# Input material

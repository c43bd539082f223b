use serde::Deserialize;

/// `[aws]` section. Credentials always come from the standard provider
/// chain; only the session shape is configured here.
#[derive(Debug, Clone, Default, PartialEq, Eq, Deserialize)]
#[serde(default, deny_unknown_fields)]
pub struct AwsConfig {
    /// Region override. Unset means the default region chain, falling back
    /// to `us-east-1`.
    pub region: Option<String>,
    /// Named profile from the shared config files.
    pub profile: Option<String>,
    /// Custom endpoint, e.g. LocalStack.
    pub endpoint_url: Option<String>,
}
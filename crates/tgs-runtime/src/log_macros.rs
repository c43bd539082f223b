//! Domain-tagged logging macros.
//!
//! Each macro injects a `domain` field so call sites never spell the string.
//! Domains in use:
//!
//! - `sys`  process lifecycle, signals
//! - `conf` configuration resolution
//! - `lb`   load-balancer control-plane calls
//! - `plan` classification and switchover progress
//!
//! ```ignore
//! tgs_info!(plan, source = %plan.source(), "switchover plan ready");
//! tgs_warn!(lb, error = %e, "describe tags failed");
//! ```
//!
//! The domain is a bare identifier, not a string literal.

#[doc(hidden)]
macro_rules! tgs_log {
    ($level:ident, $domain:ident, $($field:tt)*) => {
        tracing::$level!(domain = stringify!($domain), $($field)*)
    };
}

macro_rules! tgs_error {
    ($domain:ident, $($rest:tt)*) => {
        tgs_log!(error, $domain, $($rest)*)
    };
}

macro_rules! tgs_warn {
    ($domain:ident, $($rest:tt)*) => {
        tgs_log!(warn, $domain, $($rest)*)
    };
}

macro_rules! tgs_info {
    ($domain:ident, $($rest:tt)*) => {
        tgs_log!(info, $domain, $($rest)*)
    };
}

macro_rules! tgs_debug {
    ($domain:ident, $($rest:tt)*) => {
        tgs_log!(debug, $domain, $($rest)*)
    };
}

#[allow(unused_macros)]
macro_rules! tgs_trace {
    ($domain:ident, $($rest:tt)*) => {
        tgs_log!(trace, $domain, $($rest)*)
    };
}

# What the task requires
Repeat the records exactly, including every line.

# Result of this task
repository c43bd539082f223b
use serde::Deserialize;

/// `[aws]` section. Credentials always come from the standard provider
/// chain; only the session shape is configured here.
#[derive(Debug, Clone, Default, PartialEq, Eq, Deserialize)]
#[serde(default, deny_unknown_fields)]
pub struct AwsConfig {
    /// Region override. Unset means the default region chain, falling back
    /// to `us-east-1`.
    pub region: Option<String>,
    /// Named profile from the shared config files.
    pub profile: Option<String>,
    /// Custom endpoint, e.g. LocalStack.
    pub endpoint_url: Option<String>,
}
filename crates/tgs-runtime/src/log_macros.rs
repository c43bd539082f223b
//! Domain-tagged logging macros.
//!
//! Each macro injects a `domain` field so call sites never spell the string.
//! Domains in use:
//!
//! - `sys`  process lifecycle, signals
//! - `conf` configuration resolution
//! - `lb`   load-balancer control-plane calls
//! - `plan` classification and switchover progress
//!
//! ```ignore
//! tgs_info!(plan, source = %plan.source(), "switchover plan ready");
//! tgs_warn!(lb, error = %e, "describe tags failed");
//! ```
//!
//! The domain is a bare identifier, not a string literal.

#[doc(hidden)]
macro_rules! tgs_log {
    ($level:ident, $domain:ident, $($field:tt)*) => {
        tracing::$level!(domain = stringify!($domain), $($field)*)
    };
}

macro_rules! tgs_error {
    ($domain:ident, $($rest:tt)*) => {
        tgs_log!(error, $domain, $($rest)*)
    };
}

macro_rules! tgs_warn {
    ($domain:ident, $($rest:tt)*) => {
        tgs_log!(warn, $domain, $($rest)*)
    };
}

macro_rules! tgs_info {
    ($domain:ident, $($rest:tt)*) => {
        tgs_log!(info, $domain, $($rest)*)
    };
}

macro_rules! tgs_debug {
    ($domain:ident, $($rest:tt)*) => {
        tgs_log!(debug, $domain, $($rest)*)
    };
}

#[allow(unused_macros)]
macro_rules! tgs_trace {
    ($domain:ident, $($rest:tt)*) => {
        tgs_log!(trace, $domain, $($rest)*)
    };
}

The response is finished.